◆ Task details
Your task is to reproduce exactly the lines from the line with "if a.len() != b.len()" through the end of the records below.

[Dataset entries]
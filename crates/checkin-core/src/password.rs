//! PBKDF2-HMAC-SHA256 password hashes in PHC string format
//! (`$pbkdf2-sha256$i=<rounds>,l=32$<salt>$<hash>`).

use password_hash::rand_core::OsRng;
use password_hash::{PasswordHash, PasswordHasher, PasswordVerifier, SaltString};
use pbkdf2::{Params, Pbkdf2};

use crate::error::CoreError;

/// Rounds used for newly created hashes.
pub const DEFAULT_ROUNDS: u32 = 600_000;

const OUTPUT_LEN: usize = 32;

/// Hashes `plain` with a fresh random salt.
pub fn hash_password(plain: &str) -> Result<String, CoreError> {
    hash_password_with(plain, DEFAULT_ROUNDS)
}

/// Hashes `plain` with an explicit round count (at least one).
pub fn hash_password_with(plain: &str, rounds: u32) -> Result<String, CoreError> {
    let salt = SaltString::generate(&mut OsRng);
    let params = Params {
        rounds: rounds.max(1),
        output_length: OUTPUT_LEN,
    };
    let hash = Pbkdf2
        .hash_password_customized(plain.as_bytes(), None, None, params, &salt)
        .map_err(|e| CoreError::PasswordHash(e.to_string()))?;
    Ok(hash.to_string())
}

/// Checks `plain` against a stored hash. Malformed hashes never match.
pub fn verify_password(plain: &str, stored: &str) -> bool {
    let Ok(parsed) = PasswordHash::new(stored) else {
        return false;
    };
    Pbkdf2.verify_password(plain.as_bytes(), &parsed).is_ok()
}

/// Byte comparison whose running time does not depend on where inputs differ.
pub fn constant_time_eq(a: &[u8], b: &[u8]) -> bool {
    if a.len() != b.len() {
        return false;
    }
    a.iter().zip(b).fold(0u8, |acc, (x, y)| acc | (x ^ y)) == 0
}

◆ Your solution
    if a.len() != b.len() {
        return false;
    }
    a.iter().zip(b).fold(0u8, |acc, (x, y)| acc | (x ^ y)) == 0
}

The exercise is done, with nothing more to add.